" /> "El pacto de Adriana", un documental sobre las heridas de la dictadura chilena

Fuente: EFE
09/11/2018

Madrid, 11 sep (EFE).- La directora Lissette Orozco descubrió un día un tremendo secreto familiar. Su tía favorita fue agente de la DINA durante la dictadura chilena, lo que la llevó a un largo proceso emocional y de investigación para intentar descubrir la verdad, y que plasmó en "El pacto de Adriana".

Orozco se embarcó en cinco años de rodaje, durante los que no solo dio voz a su tía -"quizás hasta demasiado", reflexiona en conversación con Efe-, sino también a víctimas, abogados y otros involucrados, pues lo más importante era ser "honesta" consigo misma.

Un documental que ganó el año pasado el Premio de la Paz en el marco de la Berlinale y que hoy presenta en la Casa de América de Madrid.

Adriana Rivas fue detenida por secuestro y asesinato durante un viaje a Chile en 2011. En su juventud había sido agente de la DINA, la policía secreta de la dictadura de Augusto Pinochet (1973-1990), pero ella, que tras el arresto volvió a escapar a Australia, niega su participación en ningún tipo de tortura o asesinato.

Aquel hecho hizo que Orozco intentará descubrir la verdad hasta sus últimas consecuencias, aunque no esconde que su "primera voluntad" fue querer ayudar a su tía, pues entonces "pensaba, absolutamente, que era inocente".

Pero Orozco necesitaba ser honesta con ella misma, "no ser cómplice con este silencio que a larga es tan perverso", aunque eso la llevara a romper lazos con Rivas y parte de la familia.

Explicó que sentía que "el mensaje que había detrás de la película era mucho más importante, porque era un mensaje de transformación social y uno hace cine para eso".
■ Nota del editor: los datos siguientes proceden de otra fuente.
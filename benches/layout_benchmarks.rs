use criterion::{BenchmarkId, Criterion, black_box, criterion_group, criterion_main};
use levels_chart_wasm::domain::chart::{ChartConfig, ChartInputs, ChartSurface};
use levels_chart_wasm::domain::market_data::PriceCandle;
use levels_chart_wasm::infrastructure::rendering::{RecordingSurface, layout_candles, render_chart};
use std::time::Duration;

/// Hourly candles drifting around 2000 with a bit of noise
fn generate_candles(count: usize) -> Vec<PriceCandle> {
    let mut candles = Vec::with_capacity(count);
    let mut base = 2000.0;

    for i in 0..count {
        let trend = (i as f64 * 0.01).sin() * 15.0;
        let noise = ((i as f64 * 0.5).sin() + (i as f64 * 1.3).cos()) * 2.0;
        let open = base + trend + noise;
        let close = open + (i as f64 * 0.3).cos() * 4.0;
        let high = open.max(close) + (i as f64 * 0.7).sin().abs() * 3.0;
        let low = open.min(close) - (i as f64 * 0.9).cos().abs() * 3.0;

        let day = 1 + (i / 24) % 28;
        let month = 1 + (i / (24 * 28)) % 12;
        let timestamp = format!("2024-{:02}-{:02}T{:02}:00:00", month, day, i % 24);
        candles.push(PriceCandle::new(timestamp, open, high, low, close));
        base = close * 0.999 + open * 0.001;
    }

    candles
}

fn bench_candle_layout(c: &mut Criterion) {
    let mut group = c.benchmark_group("candle_layout");
    group.measurement_time(Duration::from_secs(5));
    let config = ChartConfig::default();

    for count in [50, 200, 1000, 5000] {
        let inputs = ChartInputs::new(2000.0).candles(generate_candles(count));
        let chart = ChartSurface::with_inputs(config.clone(), inputs);

        group.bench_with_input(BenchmarkId::new("layout", count), &count, |b, _| {
            b.iter(|| layout_candles(black_box(&chart.inputs().candles), chart.viewport(), &config));
        });

        group.bench_with_input(BenchmarkId::new("viewport_fit", count), &count, |b, _| {
            b.iter(|| black_box(chart.inputs()).price_range());
        });

        group.bench_with_input(BenchmarkId::new("full_repaint", count), &count, |b, _| {
            let mut surface = RecordingSurface::new();
            b.iter(|| render_chart(black_box(&chart), &mut surface));
        });
    }
    group.finish();
}

criterion_group!(layout_benches, bench_candle_layout);
criterion_main!(layout_benches);
use wasm_bindgen::JsCast;
use wasm_bindgen::closure::Closure;
use web_sys::{AddEventListenerOptions, EventTarget, HtmlCanvasElement, MouseEvent};

use crate::domain::chart::PointerClick;

/// Holds at most one active listener handle. Installing a new handle drops
/// (and so detaches) the previous one.
pub struct ListenerSlot<H> {
    handle: Option<H>,
}

impl<H> Default for ListenerSlot<H> {
    fn default() -> Self {
        Self { handle: None }
    }
}

impl<H> ListenerSlot<H> {
    pub fn new() -> Self {
        Self::default()
    }

    pub fn install(&mut self, handle: H) {
        // old handle must go before the new one is stored
        self.release();
        self.handle = Some(handle);
    }

    pub fn release(&mut self) {
        self.handle.take();
    }

    pub fn is_active(&self) -> bool {
        self.handle.is_some()
    }
}

/// Click listener on a canvas. Detached when dropped.
pub struct CanvasClickListener {
    target: EventTarget,
    callback: Closure<dyn FnMut(MouseEvent)>,
}

impl CanvasClickListener {
    /// Report every click as a [`PointerClick`] carrying the canvas'
    /// bounding-box origin at the moment of the click.
    pub fn attach(canvas: &HtmlCanvasElement, mut on_click: impl FnMut(PointerClick) + 'static) -> Self {
        let element = canvas.clone();
        let callback = Closure::wrap(Box::new(move |ev: MouseEvent| {
            let rect = element.get_bounding_client_rect();
            on_click(PointerClick::new(ev.client_x() as f64, ev.client_y() as f64, rect.left(), rect.top()));
        }) as Box<dyn FnMut(MouseEvent)>);

        let opts = AddEventListenerOptions::new();
        opts.set_passive(true);
        let target: EventTarget = canvas.clone().unchecked_into();
        let _ = target.add_event_listener_with_callback_and_add_event_listener_options(
            "click",
            callback.as_ref().unchecked_ref(),
            &opts,
        );

        Self { target, callback }
    }
}

impl Drop for CanvasClickListener {
    fn drop(&mut self) {
        let _ = self
            .target
            .remove_event_listener_with_callback("click", self.callback.as_ref().unchecked_ref());
    }
}
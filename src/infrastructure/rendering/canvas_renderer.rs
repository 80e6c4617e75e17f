use wasm_bindgen::prelude::*;
use web_sys::{CanvasRenderingContext2d, HtmlCanvasElement};

use super::chart_renderer::render_chart;
use super::surface::{DrawSurface, Stroke};
use crate::domain::{
    chart::{ChartSurface, Color},
    errors::{ChartError, RenderingResult},
    logging::LogComponent,
};
use crate::log_debug;

fn js_err(context: &str) -> impl Fn(JsValue) -> ChartError + '_ {
    move |err| ChartError::RenderingError(format!("{}: {:?}", context, err))
}

/// Canvas 2D implementation of [`DrawSurface`]
pub struct CanvasSurface {
    canvas: HtmlCanvasElement,
    context: CanvasRenderingContext2d,
}

impl CanvasSurface {
    /// Size the canvas backing store and grab its 2D context
    pub fn from_canvas(canvas: HtmlCanvasElement, width: f64, height: f64) -> RenderingResult<Self> {
        canvas.set_width(width as u32);
        canvas.set_height(height as u32);

        let context = canvas
            .get_context("2d")
            .map_err(js_err("Failed to get 2D context"))?
            .ok_or_else(|| ChartError::RenderingError("2D context unavailable".to_string()))?
            .dyn_into::<CanvasRenderingContext2d>()
            .map_err(|_| ChartError::RenderingError("Failed to cast to 2D context".to_string()))?;

        log_debug!(
            LogComponent::Infrastructure("CanvasSurface"),
            "canvas ready at {}x{}",
            width,
            height
        );
        Ok(Self { canvas, context })
    }

    pub fn from_canvas_id(canvas_id: &str, width: f64, height: f64) -> RenderingResult<Self> {
        let canvas = gloo::utils::document()
            .get_element_by_id(canvas_id)
            .ok_or_else(|| ChartError::RenderingError(format!("Canvas '{}' not found", canvas_id)))?
            .dyn_into::<HtmlCanvasElement>()
            .map_err(|_| ChartError::RenderingError(format!("Element '{}' is not a canvas", canvas_id)))?;
        Self::from_canvas(canvas, width, height)
    }

    pub fn canvas(&self) -> &HtmlCanvasElement {
        &self.canvas
    }

    fn apply_stroke(&self, stroke: &Stroke) -> RenderingResult<()> {
        self.context.set_stroke_style_str(&stroke.color.to_css());
        self.context.set_line_width(stroke.width);
        let dash: js_sys::Array = stroke.dash.iter().map(|v| JsValue::from_f64(*v)).collect();
        self.context.set_line_dash(&dash).map_err(js_err("Failed to set line dash"))
    }
}

impl DrawSurface for CanvasSurface {
    fn clear(&mut self, width: f64, height: f64, background: Color) -> RenderingResult<()> {
        self.context.clear_rect(0.0, 0.0, width, height);
        self.context.set_fill_style_str(&background.to_css());
        self.context.fill_rect(0.0, 0.0, width, height);
        Ok(())
    }

    fn stroke_line(&mut self, from: (f64, f64), to: (f64, f64), stroke: &Stroke) -> RenderingResult<()> {
        self.stroke_polyline(&[from, to], stroke)
    }

    fn stroke_polyline(&mut self, points: &[(f64, f64)], stroke: &Stroke) -> RenderingResult<()> {
        let Some((first, rest)) = points.split_first() else {
            return Ok(());
        };
        self.apply_stroke(stroke)?;
        self.context.begin_path();
        self.context.move_to(first.0, first.1);
        for (x, y) in rest {
            self.context.line_to(*x, *y);
        }
        self.context.stroke();
        Ok(())
    }

    fn fill_rect(&mut self, x: f64, y: f64, width: f64, height: f64, color: Color) -> RenderingResult<()> {
        self.context.set_fill_style_str(&color.to_css());
        self.context.fill_rect(x, y, width, height);
        Ok(())
    }

    fn stroke_rect(&mut self, x: f64, y: f64, width: f64, height: f64, stroke: &Stroke) -> RenderingResult<()> {
        self.apply_stroke(stroke)?;
        self.context.stroke_rect(x, y, width, height);
        Ok(())
    }

    fn fill_circle(&mut self, center: (f64, f64), radius: f64, color: Color) -> RenderingResult<()> {
        self.context.begin_path();
        self.context
            .arc(center.0, center.1, radius, 0.0, std::f64::consts::TAU)
            .map_err(js_err("Failed to draw marker"))?;
        self.context.set_fill_style_str(&color.to_css());
        self.context.fill();
        Ok(())
    }

    fn fill_text(&mut self, text: &str, x: f64, y: f64, font: &str, color: Color) -> RenderingResult<()> {
        self.context.set_font(font);
        self.context.set_fill_style_str(&color.to_css());
        self.context.fill_text(text, x, y).map_err(js_err("Failed to draw label"))
    }
}

/// Repaint `chart` onto `canvas`
pub fn paint_chart(canvas: &HtmlCanvasElement, chart: &ChartSurface) -> RenderingResult<()> {
    let config = chart.config();
    let mut surface = CanvasSurface::from_canvas(canvas.clone(), config.width, config.height)?;
    render_chart(chart, &mut surface)
}
use super::candle_renderer::{draw_candles, draw_close_line, layout_candles};
use super::level_renderer::draw_reference_levels;
use super::surface::DrawSurface;
use crate::domain::{chart::ChartSurface, errors::RenderingResult, logging::LogComponent};
use crate::log_trace;

/// Full clear-and-repaint: background, candles (or the close-line fallback),
/// reference levels, then the user's markers on top.
pub fn render_chart<S: DrawSurface>(chart: &ChartSurface, surface: &mut S) -> RenderingResult<()> {
    let config = chart.config();
    let viewport = chart.viewport();
    let inputs = chart.inputs();

    surface.clear(config.width, config.height, config.theme.background)?;

    if !inputs.candles.is_empty() {
        let layout = layout_candles(&inputs.candles, viewport, config);
        draw_candles(surface, &layout, config)?;
    } else if !inputs.price_history.is_empty() {
        draw_close_line(surface, &inputs.price_history, viewport, config)?;
    }

    let levels = chart.reference_levels();
    draw_reference_levels(surface, &levels, viewport, config)?;

    for point in chart.annotations().iter() {
        surface.fill_circle((point.x, point.y), config.marker_radius, config.theme.marker_color(point.kind))?;
    }

    log_trace!(
        LogComponent::Infrastructure("ChartRenderer"),
        "painted {} candles, {} levels, {} markers",
        inputs.candles.len(),
        levels.len(),
        chart.annotations().len()
    );
    Ok(())
}
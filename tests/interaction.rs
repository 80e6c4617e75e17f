use std::cell::{Cell, RefCell};
use std::rc::Rc;

use levels_chart_wasm::domain::chart::{
    ChartConfig, ChartInputs, ChartSurface, ClickHandler, PointKind, PointerClick,
};
use levels_chart_wasm::event_utils::ListenerSlot;

fn shared_chart() -> Rc<RefCell<ChartSurface>> {
    let inputs = ChartInputs::new(2010.0)
        .support(Some(2000.0))
        .resistance(Some(2020.0));
    Rc::new(RefCell::new(ChartSurface::with_inputs(ChartConfig::default(), inputs)))
}

fn counting_handler(chart: &Rc<RefCell<ChartSurface>>) -> (ClickHandler, Rc<RefCell<Vec<(f64, PointKind)>>>) {
    let calls = Rc::new(RefCell::new(Vec::new()));
    let sink = calls.clone();
    let handler = ClickHandler::new(chart.clone()).on_point_added(move |price, kind| sink.borrow_mut().push((price, kind)));
    (handler, calls)
}

#[test]
fn click_outside_plot_is_ignored() {
    let chart = shared_chart();
    let (handler, calls) = counting_handler(&chart);

    for (x, y) in [(400.0, 20.0), (20.0, 200.0), (780.0, 200.0), (400.0, 390.0)] {
        assert!(handler.handle(PointerClick::local(x, y)).is_none());
    }
    assert!(chart.borrow().annotations().is_empty());
    assert!(calls.borrow().is_empty());
}

#[test]
fn click_maps_row_to_price() {
    let chart = shared_chart();
    let (handler, calls) = counting_handler(&chart);

    let point = handler.handle(PointerClick::local(400.0, 200.0)).unwrap();
    let expected = chart.borrow().viewport().y_to_price(200.0);
    assert!((point.price - expected).abs() < 1e-9);
    assert_eq!(point.kind, PointKind::Entry);
    assert_eq!((point.x, point.y), (400.0, 200.0));
    assert_eq!(calls.borrow().as_slice(), &[(point.price, PointKind::Entry)]);
}

#[test]
fn client_coordinates_are_made_local() {
    let chart = shared_chart();
    let (handler, _) = counting_handler(&chart);

    let point = handler.handle(PointerClick::new(500.0, 300.0, 100.0, 100.0)).unwrap();
    assert_eq!((point.x, point.y), (400.0, 200.0));
    // inside in client space but outside once made local
    assert!(handler.handle(PointerClick::new(120.0, 300.0, 100.0, 100.0)).is_none());
}

#[test]
fn points_accumulate_in_click_order() {
    let chart = shared_chart();
    let (handler, calls) = counting_handler(&chart);

    for y in [100.0, 300.0, 200.0] {
        handler.handle(PointerClick::local(400.0, y)).unwrap();
    }

    let chart = chart.borrow();
    let points = chart.annotations().points();
    assert_eq!(points.len(), 3);
    assert_eq!(points.iter().map(|p| p.y).collect::<Vec<_>>(), vec![100.0, 300.0, 200.0]);
    assert_eq!(points.iter().map(|p| p.id.value()).collect::<Vec<_>>(), vec![0, 1, 2]);
    assert!(points[0].price > points[2].price && points[2].price > points[1].price);
    assert_eq!(calls.borrow().len(), 3);
}

#[test]
fn redraw_happens_before_notification() {
    let chart = shared_chart();
    let events = Rc::new(RefCell::new(Vec::new()));
    let redraw_events = events.clone();
    let notify_events = events.clone();
    let reader = chart.clone();

    let handler = ClickHandler::new(chart.clone())
        .on_redraw(move |surface| redraw_events.borrow_mut().push(format!("redraw:{}", surface.annotations().len())))
        .on_point_added(move |_, _| {
            // the host may read the surface from inside the callback
            let count = reader.borrow().annotations().len();
            notify_events.borrow_mut().push(format!("notify:{}", count));
        });

    handler.handle(PointerClick::local(400.0, 200.0));
    assert_eq!(events.borrow().as_slice(), &["redraw:1".to_string(), "notify:1".to_string()]);
}

#[test]
fn ignored_click_does_not_redraw() {
    let chart = shared_chart();
    let redraws = Rc::new(Cell::new(0));
    let counter = redraws.clone();
    let handler = ClickHandler::new(chart).on_redraw(move |_| counter.set(counter.get() + 1));

    handler.handle(PointerClick::local(10.0, 10.0));
    assert_eq!(redraws.get(), 0);
}

#[test]
fn marker_kind_applies_to_later_clicks() {
    let chart = shared_chart();
    let (handler, calls) = counting_handler(&chart);

    handler.handle(PointerClick::local(400.0, 100.0));
    chart.borrow_mut().set_marker_kind(PointKind::StopLoss);
    handler.handle(PointerClick::local(400.0, 300.0));
    chart.borrow_mut().set_marker_kind(PointKind::TakeProfit);
    handler.handle(PointerClick::local(400.0, 150.0));

    let kinds: Vec<PointKind> = calls.borrow().iter().map(|(_, kind)| *kind).collect();
    assert_eq!(kinds, vec![PointKind::Entry, PointKind::StopLoss, PointKind::TakeProfit]);
}

#[test]
fn clearing_keeps_ids_increasing() {
    let chart = shared_chart();
    let (handler, _) = counting_handler(&chart);

    handler.handle(PointerClick::local(400.0, 100.0));
    handler.handle(PointerClick::local(400.0, 120.0));
    chart.borrow_mut().clear_annotations();
    assert!(chart.borrow().annotations().is_empty());

    let point = handler.handle(PointerClick::local(400.0, 140.0)).unwrap();
    assert_eq!(point.id.value(), 2);
    assert_eq!(chart.borrow().annotations().len(), 1);
}

#[test]
fn new_inputs_keep_annotations() {
    let chart = shared_chart();
    let (handler, _) = counting_handler(&chart);
    handler.handle(PointerClick::local(400.0, 100.0));

    chart.borrow_mut().set_inputs(ChartInputs::new(1500.0));
    assert_eq!(chart.borrow().annotations().len(), 1);
    assert!(chart.borrow().viewport().max_price < 1600.0);
}

#[test]
fn annotations_serialize_for_hosts() {
    let chart = shared_chart();
    let (handler, _) = counting_handler(&chart);
    chart.borrow_mut().set_marker_kind(PointKind::TakeProfit);
    handler.handle(PointerClick::local(400.0, 200.0));

    let json = serde_json::to_value(chart.borrow().annotations().points()).unwrap();
    assert_eq!(json[0]["id"], 0);
    assert_eq!(json[0]["kind"], "take_profit");
    assert_eq!(json[0]["x"], 400.0);
}

struct DropCounter(Rc<Cell<u32>>);

impl Drop for DropCounter {
    fn drop(&mut self) {
        self.0.set(self.0.get() + 1);
    }
}

#[test]
fn listener_slot_holds_one_handle() {
    let dropped = Rc::new(Cell::new(0));
    let mut slot = ListenerSlot::new();
    assert!(!slot.is_active());

    slot.install(DropCounter(dropped.clone()));
    assert!(slot.is_active());
    assert_eq!(dropped.get(), 0);

    slot.install(DropCounter(dropped.clone()));
    assert_eq!(dropped.get(), 1);

    slot.release();
    assert!(!slot.is_active());
    assert_eq!(dropped.get(), 2);

    slot.release();
    assert_eq!(dropped.get(), 2);
}

#[test]
fn dropping_slot_releases_handle() {
    let dropped = Rc::new(Cell::new(0));
    {
        let mut slot = ListenerSlot::new();
        slot.install(DropCounter(dropped.clone()));
    }
    assert_eq!(dropped.get(), 1);
}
Así, "El pacto de Adriana" se convirtió en documental, aunque ese no era su destino. Lo que el espectador ve es, en realidad, el material que recopiló para hacer la película; por eso, algunas son grabaciones "precarias, caseras", tomadas con pequeñas cámaras o de conversaciones por Skype con su tía desde Australia.

Finalmente, consideró que usar todo ese material era la forma "más honesta de contar esta historia" y además reflejaba el paso del tiempo -comenzó a grabar en 2011-: "Yo sentía que el paso del tiempo era una de las cosas más maravillosas que tenía este proyecto".

Fueron cinco años donde estuvo "en una lavadora de emociones", entre las "cosas brutales" que le contaron que hizo Rivas y su cariño por ella, con la que mantuvo relación hasta el final del rodaje.

Aunque "entré en este proyecto con mucha ignorancia y mucha ingenuidad", haciendo la película "empaticé con el otro lado, me informé al máximo. Creo que el máximo poder que tuve fue el del conocimiento".

Orozco considera que la herida que dejó la dictadura de Pinochet sigue viva porque el país no ha podido "vivir la transición a la democracia. No se ha hecho un trabajo de memoria, no se ha dicho la verdad, no se han reconocido los errores, no existió justicia ni reparación a las víctimas".

"Nosotros aún no hemos vivido la transición a la democracia -según la directora-, lo que vivimos fue una transacción a la democracia".